**ACTIVITY**
From the entries below, copy every line that holds the word "filter".

**Items listed in a dataset**
-- Opening Marker --
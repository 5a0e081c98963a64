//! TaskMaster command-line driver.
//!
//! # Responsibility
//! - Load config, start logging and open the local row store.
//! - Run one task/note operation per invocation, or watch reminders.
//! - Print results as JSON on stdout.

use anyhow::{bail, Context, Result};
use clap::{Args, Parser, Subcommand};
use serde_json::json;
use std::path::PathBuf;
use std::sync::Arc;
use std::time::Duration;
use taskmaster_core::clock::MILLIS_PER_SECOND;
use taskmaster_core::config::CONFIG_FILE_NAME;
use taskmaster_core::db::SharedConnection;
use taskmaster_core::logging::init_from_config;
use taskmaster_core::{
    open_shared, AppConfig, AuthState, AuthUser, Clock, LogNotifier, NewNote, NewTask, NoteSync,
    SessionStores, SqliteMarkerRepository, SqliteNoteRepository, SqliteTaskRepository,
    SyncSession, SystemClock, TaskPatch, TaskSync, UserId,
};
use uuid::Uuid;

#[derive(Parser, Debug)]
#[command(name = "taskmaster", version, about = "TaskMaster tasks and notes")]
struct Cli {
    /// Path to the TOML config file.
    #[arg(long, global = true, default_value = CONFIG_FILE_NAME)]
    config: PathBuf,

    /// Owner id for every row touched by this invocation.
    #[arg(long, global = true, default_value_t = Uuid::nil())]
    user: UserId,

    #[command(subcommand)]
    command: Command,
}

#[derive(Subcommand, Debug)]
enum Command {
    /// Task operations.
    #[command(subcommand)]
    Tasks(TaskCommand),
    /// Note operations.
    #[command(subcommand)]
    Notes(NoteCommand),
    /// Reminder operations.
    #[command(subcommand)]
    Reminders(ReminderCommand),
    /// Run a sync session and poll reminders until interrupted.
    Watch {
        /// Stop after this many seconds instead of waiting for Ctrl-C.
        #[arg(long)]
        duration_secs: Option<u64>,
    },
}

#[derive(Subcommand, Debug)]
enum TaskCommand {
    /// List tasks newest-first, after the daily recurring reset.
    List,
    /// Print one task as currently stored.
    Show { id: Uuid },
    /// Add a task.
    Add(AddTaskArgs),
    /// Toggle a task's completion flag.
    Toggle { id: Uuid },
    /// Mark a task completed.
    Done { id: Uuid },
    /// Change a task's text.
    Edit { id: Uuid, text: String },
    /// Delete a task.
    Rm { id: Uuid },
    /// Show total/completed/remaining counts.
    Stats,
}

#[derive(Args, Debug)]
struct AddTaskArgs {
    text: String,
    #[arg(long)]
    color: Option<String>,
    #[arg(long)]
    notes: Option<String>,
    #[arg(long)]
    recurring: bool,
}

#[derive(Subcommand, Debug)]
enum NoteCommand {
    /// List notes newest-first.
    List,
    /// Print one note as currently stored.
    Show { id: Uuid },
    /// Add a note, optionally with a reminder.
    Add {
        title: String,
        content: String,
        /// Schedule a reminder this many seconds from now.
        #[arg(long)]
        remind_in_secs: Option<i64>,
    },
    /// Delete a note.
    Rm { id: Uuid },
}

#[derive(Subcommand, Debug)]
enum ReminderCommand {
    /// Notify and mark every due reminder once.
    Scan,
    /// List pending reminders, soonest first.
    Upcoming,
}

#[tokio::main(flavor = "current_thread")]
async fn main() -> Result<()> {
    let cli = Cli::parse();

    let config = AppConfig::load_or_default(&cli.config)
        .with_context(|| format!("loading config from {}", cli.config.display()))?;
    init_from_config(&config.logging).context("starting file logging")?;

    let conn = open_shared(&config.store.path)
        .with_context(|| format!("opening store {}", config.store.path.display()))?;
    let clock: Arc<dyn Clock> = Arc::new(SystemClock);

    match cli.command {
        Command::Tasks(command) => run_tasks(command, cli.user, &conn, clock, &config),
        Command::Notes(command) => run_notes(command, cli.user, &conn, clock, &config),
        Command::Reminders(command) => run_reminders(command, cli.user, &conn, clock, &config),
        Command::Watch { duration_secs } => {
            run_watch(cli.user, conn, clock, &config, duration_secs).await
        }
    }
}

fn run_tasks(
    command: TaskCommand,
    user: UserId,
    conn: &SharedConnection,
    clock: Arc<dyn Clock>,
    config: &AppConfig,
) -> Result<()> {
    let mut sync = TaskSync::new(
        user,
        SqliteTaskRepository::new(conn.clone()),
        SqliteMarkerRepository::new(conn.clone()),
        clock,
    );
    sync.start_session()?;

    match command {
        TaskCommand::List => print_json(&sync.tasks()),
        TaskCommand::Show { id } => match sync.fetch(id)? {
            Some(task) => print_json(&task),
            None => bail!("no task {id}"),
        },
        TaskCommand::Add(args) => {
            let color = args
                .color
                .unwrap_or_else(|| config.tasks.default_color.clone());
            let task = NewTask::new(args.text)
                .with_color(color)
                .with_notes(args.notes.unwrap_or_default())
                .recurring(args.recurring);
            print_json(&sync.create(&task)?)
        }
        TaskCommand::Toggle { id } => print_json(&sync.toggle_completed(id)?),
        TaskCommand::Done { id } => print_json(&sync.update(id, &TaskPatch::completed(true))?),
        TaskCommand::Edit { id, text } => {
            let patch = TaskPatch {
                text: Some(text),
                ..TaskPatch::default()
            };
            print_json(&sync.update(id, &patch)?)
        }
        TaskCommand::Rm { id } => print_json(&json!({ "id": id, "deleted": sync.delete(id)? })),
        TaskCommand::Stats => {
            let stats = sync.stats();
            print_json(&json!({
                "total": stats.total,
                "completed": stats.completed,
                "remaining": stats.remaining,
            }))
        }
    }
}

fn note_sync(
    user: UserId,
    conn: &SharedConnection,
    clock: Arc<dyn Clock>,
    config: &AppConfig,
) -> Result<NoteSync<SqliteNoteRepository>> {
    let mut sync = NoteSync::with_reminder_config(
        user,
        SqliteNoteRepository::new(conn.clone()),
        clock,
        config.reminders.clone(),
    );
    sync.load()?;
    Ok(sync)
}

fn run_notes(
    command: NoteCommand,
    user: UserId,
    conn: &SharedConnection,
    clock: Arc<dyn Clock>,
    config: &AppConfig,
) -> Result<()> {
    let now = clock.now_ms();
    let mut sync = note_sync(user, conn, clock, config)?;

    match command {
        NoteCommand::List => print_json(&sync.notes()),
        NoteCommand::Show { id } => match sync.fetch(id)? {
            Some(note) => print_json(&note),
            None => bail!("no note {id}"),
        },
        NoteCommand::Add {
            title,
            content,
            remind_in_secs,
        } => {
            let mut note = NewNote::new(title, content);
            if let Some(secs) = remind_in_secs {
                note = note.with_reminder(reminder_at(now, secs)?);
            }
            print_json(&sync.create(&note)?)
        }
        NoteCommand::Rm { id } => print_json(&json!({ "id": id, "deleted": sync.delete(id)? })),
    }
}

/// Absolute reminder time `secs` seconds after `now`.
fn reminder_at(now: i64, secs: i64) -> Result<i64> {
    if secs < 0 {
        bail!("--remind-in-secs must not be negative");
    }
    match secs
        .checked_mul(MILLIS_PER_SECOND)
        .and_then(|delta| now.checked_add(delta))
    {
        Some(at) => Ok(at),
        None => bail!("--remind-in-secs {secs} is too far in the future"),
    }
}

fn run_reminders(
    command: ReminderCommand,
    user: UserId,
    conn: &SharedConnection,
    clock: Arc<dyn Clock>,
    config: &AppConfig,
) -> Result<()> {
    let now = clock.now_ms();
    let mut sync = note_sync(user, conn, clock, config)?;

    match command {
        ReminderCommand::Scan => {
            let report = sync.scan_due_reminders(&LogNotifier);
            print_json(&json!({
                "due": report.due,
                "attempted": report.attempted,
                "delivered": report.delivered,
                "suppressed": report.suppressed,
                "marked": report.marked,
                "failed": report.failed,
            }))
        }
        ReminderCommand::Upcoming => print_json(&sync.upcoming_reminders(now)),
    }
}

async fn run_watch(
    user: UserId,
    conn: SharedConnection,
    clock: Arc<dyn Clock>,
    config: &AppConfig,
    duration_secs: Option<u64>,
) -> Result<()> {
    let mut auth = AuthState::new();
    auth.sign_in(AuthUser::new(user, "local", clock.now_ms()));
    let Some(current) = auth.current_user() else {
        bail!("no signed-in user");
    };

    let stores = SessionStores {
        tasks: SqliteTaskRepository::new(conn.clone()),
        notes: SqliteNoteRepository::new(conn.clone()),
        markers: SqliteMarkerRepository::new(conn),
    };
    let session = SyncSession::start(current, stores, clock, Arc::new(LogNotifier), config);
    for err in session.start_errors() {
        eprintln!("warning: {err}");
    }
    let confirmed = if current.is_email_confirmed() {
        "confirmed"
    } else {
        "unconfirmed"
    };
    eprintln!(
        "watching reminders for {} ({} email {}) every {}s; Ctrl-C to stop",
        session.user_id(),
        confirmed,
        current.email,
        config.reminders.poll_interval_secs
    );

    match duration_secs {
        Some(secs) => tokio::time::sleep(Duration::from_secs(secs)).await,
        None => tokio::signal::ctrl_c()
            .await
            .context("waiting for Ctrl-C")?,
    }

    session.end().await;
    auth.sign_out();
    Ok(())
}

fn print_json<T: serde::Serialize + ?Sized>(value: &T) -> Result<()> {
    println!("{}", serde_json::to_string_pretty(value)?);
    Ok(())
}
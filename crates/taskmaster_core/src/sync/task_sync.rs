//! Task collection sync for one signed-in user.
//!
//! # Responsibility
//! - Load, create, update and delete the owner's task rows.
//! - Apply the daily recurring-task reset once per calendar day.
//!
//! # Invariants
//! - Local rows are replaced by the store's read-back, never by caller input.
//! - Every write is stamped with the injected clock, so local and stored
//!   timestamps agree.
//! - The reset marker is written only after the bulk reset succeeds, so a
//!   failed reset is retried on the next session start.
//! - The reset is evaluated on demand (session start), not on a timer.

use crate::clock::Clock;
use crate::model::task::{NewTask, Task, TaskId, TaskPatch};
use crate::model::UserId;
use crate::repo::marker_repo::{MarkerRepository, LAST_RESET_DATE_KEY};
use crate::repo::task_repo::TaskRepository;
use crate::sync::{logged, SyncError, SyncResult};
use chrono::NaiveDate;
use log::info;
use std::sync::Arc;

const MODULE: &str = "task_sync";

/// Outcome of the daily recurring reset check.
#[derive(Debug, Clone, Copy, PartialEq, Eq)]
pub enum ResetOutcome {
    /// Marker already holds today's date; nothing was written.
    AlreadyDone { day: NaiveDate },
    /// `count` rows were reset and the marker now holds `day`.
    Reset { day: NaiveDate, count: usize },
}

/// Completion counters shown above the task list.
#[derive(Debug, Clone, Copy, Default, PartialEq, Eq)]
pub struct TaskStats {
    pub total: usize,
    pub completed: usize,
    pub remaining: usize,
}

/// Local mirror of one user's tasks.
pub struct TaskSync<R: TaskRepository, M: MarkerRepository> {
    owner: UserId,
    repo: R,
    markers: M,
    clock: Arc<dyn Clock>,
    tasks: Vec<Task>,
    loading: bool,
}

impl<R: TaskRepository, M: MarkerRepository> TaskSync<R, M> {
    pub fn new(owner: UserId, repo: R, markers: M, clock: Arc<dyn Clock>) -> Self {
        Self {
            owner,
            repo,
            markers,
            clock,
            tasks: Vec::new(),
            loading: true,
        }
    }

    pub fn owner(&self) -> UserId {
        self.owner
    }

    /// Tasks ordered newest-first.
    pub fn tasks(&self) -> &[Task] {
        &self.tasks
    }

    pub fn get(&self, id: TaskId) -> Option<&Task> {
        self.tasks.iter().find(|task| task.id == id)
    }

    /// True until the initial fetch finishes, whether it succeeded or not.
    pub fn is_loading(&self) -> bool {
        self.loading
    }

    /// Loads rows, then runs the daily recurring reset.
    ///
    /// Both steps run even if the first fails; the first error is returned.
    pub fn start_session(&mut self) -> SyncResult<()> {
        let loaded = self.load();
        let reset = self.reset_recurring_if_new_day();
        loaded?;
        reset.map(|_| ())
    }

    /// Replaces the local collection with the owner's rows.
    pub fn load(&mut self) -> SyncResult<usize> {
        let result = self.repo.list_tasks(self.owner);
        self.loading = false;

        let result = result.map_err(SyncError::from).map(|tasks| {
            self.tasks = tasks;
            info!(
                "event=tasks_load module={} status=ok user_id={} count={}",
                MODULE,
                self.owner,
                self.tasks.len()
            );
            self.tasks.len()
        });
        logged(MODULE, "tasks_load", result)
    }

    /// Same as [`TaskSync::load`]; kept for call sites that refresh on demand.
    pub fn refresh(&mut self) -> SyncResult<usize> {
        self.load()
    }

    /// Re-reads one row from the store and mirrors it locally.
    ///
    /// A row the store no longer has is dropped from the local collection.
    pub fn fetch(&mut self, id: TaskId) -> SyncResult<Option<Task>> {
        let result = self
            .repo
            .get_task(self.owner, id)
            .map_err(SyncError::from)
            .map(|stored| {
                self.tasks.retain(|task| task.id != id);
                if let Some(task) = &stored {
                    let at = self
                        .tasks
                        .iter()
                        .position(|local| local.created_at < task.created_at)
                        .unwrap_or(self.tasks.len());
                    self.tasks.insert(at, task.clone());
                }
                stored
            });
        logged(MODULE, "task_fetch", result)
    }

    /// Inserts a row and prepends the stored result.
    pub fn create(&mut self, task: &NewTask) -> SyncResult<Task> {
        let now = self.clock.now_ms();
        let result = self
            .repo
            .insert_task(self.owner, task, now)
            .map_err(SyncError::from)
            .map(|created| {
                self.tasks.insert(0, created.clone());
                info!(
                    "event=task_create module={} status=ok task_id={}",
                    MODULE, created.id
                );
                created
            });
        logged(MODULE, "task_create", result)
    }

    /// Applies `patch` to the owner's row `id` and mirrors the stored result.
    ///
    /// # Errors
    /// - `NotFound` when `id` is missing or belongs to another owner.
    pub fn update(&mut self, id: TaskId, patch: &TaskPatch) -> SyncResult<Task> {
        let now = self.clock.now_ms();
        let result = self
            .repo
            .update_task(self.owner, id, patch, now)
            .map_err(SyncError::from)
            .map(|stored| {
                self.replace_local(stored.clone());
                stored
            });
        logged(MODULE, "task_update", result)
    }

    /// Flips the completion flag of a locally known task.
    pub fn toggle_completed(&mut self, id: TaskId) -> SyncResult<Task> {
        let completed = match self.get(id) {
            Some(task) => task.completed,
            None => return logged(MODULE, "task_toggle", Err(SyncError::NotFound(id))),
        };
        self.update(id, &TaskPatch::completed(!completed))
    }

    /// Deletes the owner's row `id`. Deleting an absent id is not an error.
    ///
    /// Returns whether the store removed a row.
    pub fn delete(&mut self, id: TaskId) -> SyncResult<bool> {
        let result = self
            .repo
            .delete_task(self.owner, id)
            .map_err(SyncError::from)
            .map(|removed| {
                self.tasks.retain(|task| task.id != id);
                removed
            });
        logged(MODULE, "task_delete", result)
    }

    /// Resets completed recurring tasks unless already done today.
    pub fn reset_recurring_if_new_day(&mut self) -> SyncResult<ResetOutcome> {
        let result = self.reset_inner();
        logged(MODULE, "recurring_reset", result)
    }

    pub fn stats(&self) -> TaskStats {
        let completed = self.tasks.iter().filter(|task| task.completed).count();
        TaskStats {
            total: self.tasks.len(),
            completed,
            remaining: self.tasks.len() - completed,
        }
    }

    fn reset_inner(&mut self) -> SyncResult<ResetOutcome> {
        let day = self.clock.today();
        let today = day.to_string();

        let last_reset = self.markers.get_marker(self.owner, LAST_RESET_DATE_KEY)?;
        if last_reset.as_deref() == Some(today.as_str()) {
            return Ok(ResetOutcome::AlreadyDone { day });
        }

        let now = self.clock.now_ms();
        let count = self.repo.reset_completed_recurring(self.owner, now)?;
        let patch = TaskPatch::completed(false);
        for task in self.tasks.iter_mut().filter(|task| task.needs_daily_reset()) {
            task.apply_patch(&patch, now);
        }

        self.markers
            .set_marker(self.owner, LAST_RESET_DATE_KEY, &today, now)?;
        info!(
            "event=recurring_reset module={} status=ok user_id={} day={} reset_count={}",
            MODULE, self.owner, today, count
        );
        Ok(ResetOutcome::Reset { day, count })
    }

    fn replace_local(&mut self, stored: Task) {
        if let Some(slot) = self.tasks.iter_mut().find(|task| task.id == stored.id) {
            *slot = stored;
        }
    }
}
-- Closing Marker --
**EXPECTED ANSWER**
        let completed = self.tasks.iter().filter(|task| task.completed).count();
        for task in self.tasks.iter_mut().filter(|task| task.needs_daily_reset()) {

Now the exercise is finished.